By Megan Giles: Retirement Transition Consultant
First published by Over Sixty [Link: www.oversixty.com.au]
Holding onto anger can never be a good thing. By the time we reach the retirement age it is inevitable that at some stage we have been hurt by actions or words of another. Perhaps they criticised your parenting skills, spoke ill of you to others, or took your kindness for granted.
Some people appear to forgive more easily whilst for others tend to hang on to that resentment and anger because they want the other person to bear the weight of what they have done to them. The think “how dare they treat me like that and think they can get away with it!”
Holding onto that grudge, however, requires much energy and over time this can pose problems for our physical health. Negative emotions such as anger, resentment and the desire for revenge over a prolonged period of time can lead to depression and anxiety, disrupted digestion, increased blood pressure and a weakened immune system.
Not only that, but by not forgiving the other person, we reduce our own capacity to enjoy the present moment, get the most out of the retirement that we have worked so hard for, and be our best self for the people we care about most.

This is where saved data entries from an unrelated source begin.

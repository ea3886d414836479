use sea_orm_migration::{prelude::*, schema::*};

use crate::m20250301_000001_create_events::Events;

#[derive(DeriveMigrationName)]
pub struct Migration;

#[async_trait::async_trait]
impl MigrationTrait for Migration {
    async fn up(&self, manager: &SchemaManager) -> Result<(), DbErr> {
        manager
            .create_table(
                Table::create()
                    .table(Compilations::Table)
                    .if_not_exists()
                    .col(
                        ColumnDef::new(Compilations::Id)
                            .big_integer()
                            .not_null()
                            .auto_increment()
                            .primary_key(),
                    )
                    .col(string_len(Compilations::Title, 50))
                    .col(boolean(Compilations::Pinned).default(false))
                    .to_owned(),
            )
            .await?;

        manager
            .create_table(
                Table::create()
                    .table(CompilationEvents::Table)
                    .if_not_exists()
                    .col(big_integer(CompilationEvents::CompilationId))
                    .col(big_integer(CompilationEvents::EventId))
                    .primary_key(
                        Index::create()
                            .col(CompilationEvents::CompilationId)
                            .col(CompilationEvents::EventId),
                    )
                    .foreign_key(
                        ForeignKey::create()
                            .name("fk_compilation_events_compilation_id")
                            .from(CompilationEvents::Table, CompilationEvents::CompilationId)
                            .to(Compilations::Table, Compilations::Id)
                            .on_delete(ForeignKeyAction::Cascade),
                    )
                    .foreign_key(
                        ForeignKey::create()
                            .name("fk_compilation_events_event_id")
                            .from(CompilationEvents::Table, CompilationEvents::EventId)
                            .to(Events::Table, Events::Id)
                            .on_delete(ForeignKeyAction::Cascade),
                    )
                    .to_owned(),
            )
            .await?;

        Ok(())
    }

    async fn down(&self, manager: &SchemaManager) -> Result<(), DbErr> {
        manager
            .drop_table(Table::drop().table(CompilationEvents::Table).to_owned())
            .await?;
        manager
            .drop_table(Table::drop().table(Compilations::Table).to_owned())
            .await?;
        Ok(())
    }
}

#[derive(DeriveIden)]
enum Compilations {
    Table,
    Id,
    Title,
    Pinned,
}

#[derive(DeriveIden)]
enum CompilationEvents {
    Table,
    CompilationId,
    EventId,
}
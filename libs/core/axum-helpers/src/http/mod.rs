//! HTTP middleware: CORS and security headers.
//!
//! ```ignore
//! use axum_helpers::http::{cors_layer_from_env, security_headers};
//!
//! let app = Router::new()
//!     .layer(axum::middleware::from_fn(security_headers))
//!     .layer(cors_layer_from_env()?);
//! ```

pub mod cors;
pub mod security;

pub use cors::{cors_layer_from_env, create_cors_layer};
pub use security::security_headers;
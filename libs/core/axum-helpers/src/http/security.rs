use axum::{
    extract::Request,
    http::{
        HeaderValue,
        header::{self, HeaderName},
    },
    middleware::Next,
    response::Response,
};

/// Adds security headers to every response:
/// `X-Content-Type-Options`, `X-Frame-Options`, `Referrer-Policy`, `Permissions-Policy`.
pub async fn security_headers(request: Request, next: Next) -> Response {
    let mut response = next.run(request).await;

    let headers = response.headers_mut();
    headers.insert(header::X_CONTENT_TYPE_OPTIONS, HeaderValue::from_static("nosniff"));
    headers.insert(header::X_FRAME_OPTIONS, HeaderValue::from_static("DENY"));
    headers.insert(
        header::REFERRER_POLICY,
        HeaderValue::from_static("strict-origin-when-cross-origin"),
    );
    headers.insert(
        HeaderName::from_static("permissions-policy"),
        HeaderValue::from_static("geolocation=(), microphone=(), camera=()"),
    );

    response
}

#[cfg(test)]
mod tests {
    use super::*;
    use axum::{Router, body::Body, middleware, routing::get};
    use tower::ServiceExt;

    #[tokio::test]
    async fn test_headers_added() {
        let app = Router::new()
            .route("/", get(|| async { "ok" }))
            .layer(middleware::from_fn(security_headers));

        let response = app
            .oneshot(Request::builder().uri("/").body(Body::empty()).unwrap())
            .await
            .unwrap();

        assert_eq!(response.headers()["x-content-type-options"], "nosniff");
        assert_eq!(response.headers()["x-frame-options"], "DENY");
    }
}
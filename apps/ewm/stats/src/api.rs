use axum::{
    Router,
    extract::State,
    response::{IntoResponse, Response},
    routing::get,
};
use axum_helpers::server::{HealthCheckFuture, run_health_checks};
use domain_stats::{PgHitRepository, StatsService, handlers};
use tower_http::trace::{DefaultMakeSpan, DefaultOnResponse, TraceLayer};
use tracing::Level;

use crate::state::AppState;

/// `/hit` and `/stats` at the root, where the main service's client expects them.
pub fn routes(state: &AppState) -> Router {
    let service = StatsService::new(PgHitRepository::new(state.db.clone()));

    handlers::router(service).layer(
        TraceLayer::new_for_http()
            .make_span_with(DefaultMakeSpan::new().level(Level::INFO))
            .on_response(DefaultOnResponse::new().level(Level::INFO)),
    )
}

pub fn ready_router(state: AppState) -> Router {
    Router::new()
        .route("/ready", get(ready_handler))
        .with_state(state)
}

async fn ready_handler(State(state): State<AppState>) -> Response {
    let checks: Vec<(&str, HealthCheckFuture<'_>)> = vec![(
        "database",
        Box::pin(async {
            database::postgres::check_health(&state.db)
                .await
                .map_err(|e| format!("Database ping failed: {}", e))
        }),
    )];

    match run_health_checks(checks).await {
        Ok((status, json)) => (status, json).into_response(),
        Err((status, json)) => (status, json).into_response(),
    }
}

Whilst we may not want to forgive the other person, it is important to do so for your own well-being. Forgiveness does not mean that you condone their behaviour, nor does it mean that the wrong is justified, it simply means that you acknowledge what has occurred and then get on with your life in a positive way. I’m sure that you’ve seen it – people who have wasted years of their lives in bitterness and resentment, playing the victim and complaining about everyone and everything that has wronged them. What else do you notice about that person? The chances are that they look older than their years. Anger and resentment hasn’t been kind to them.
As Ghandi said, “The weak can never forgive. Forgiveness is the attribute of the strong.”
By recognising that we are all human and make mistakes, it allows you to move on in a positive way. The act that hurt or offended you might always remain a part of your life, but forgiveness can lessen its grip on you and help you focus on other, more positive parts of your life.
It may be hard to forgive others when your pride or self-esteem is injured, however, the reality is that the anger or resentment you feel towards a person does them no harm whatsoever in the way that you would like. You are the one dealing with grief, anger, resentment on a daily basis, taking up your valuable energy.
Conversely, leading a happy and fulfilling life (free of anger) is the best response to those who have hurt you most.
Interestingly, when we talk about forgiveness, one of the most difficult people to forgive is ourselves. We are often our own harshest critic and we can berate ourselves for a myriad of things that we have done wrong such as not speaking up when we should have, hurting a loved ones, or blowing the family budget yet again…
By the time you reach retirement age you will have had your share of regrets, but the important thing is to forgive yourself. As Joan Collins once said, “Show me a person how has never made a mistake and I'll show you someone who has never achieved much” – mistakes are part of what makes us who we are and adds to our richness.
In forgiving yourself it is helpful to remember that we are all human and are simply trying to do the best we can in any moment. Hindsight is a wonderful thing and chances are that had you known that your action would cause pain or grief for yourself or another, it is unlikely that you would have done it. As such you have permission to forgive yourself and move on.
Key ways to forgive that will leave you feeling empowered
If there is someone that you need to forgive in order to live a life in retirement that is full of joy, positivity and strong connection to the people around you, you may like to start your forgiveness journey with the three steps below.
- Step into the other person’s shoes and consider the alternate point of view. What were they experiencing, feeling or thinking at the time that they wronged you. Could there have been a particular event or circumstance driving their behaviour at the time, such as a relationship in crisis, financial hardship or a traumatic event? Whilst you do not need to excuse their behaviour or words, the impact may be lessened if you are able to feel some empathy for the other person.
- Write your forgiveness down on paper. You might like to do this in a journal or a letter to yourself or the other person (though not necessarily to send) and articulate the actions that hurt and the impact it had. It is not critical that you forgive the person face-to-face, the important thing is that you release the negative emotions and memories that currently have a hold on you.
- Find the positivity in the negative experience. Life doesn’t always go as planned. Consider what you have learned, how you have grown from the experience and even how you might be able to share those learnings to benefit others.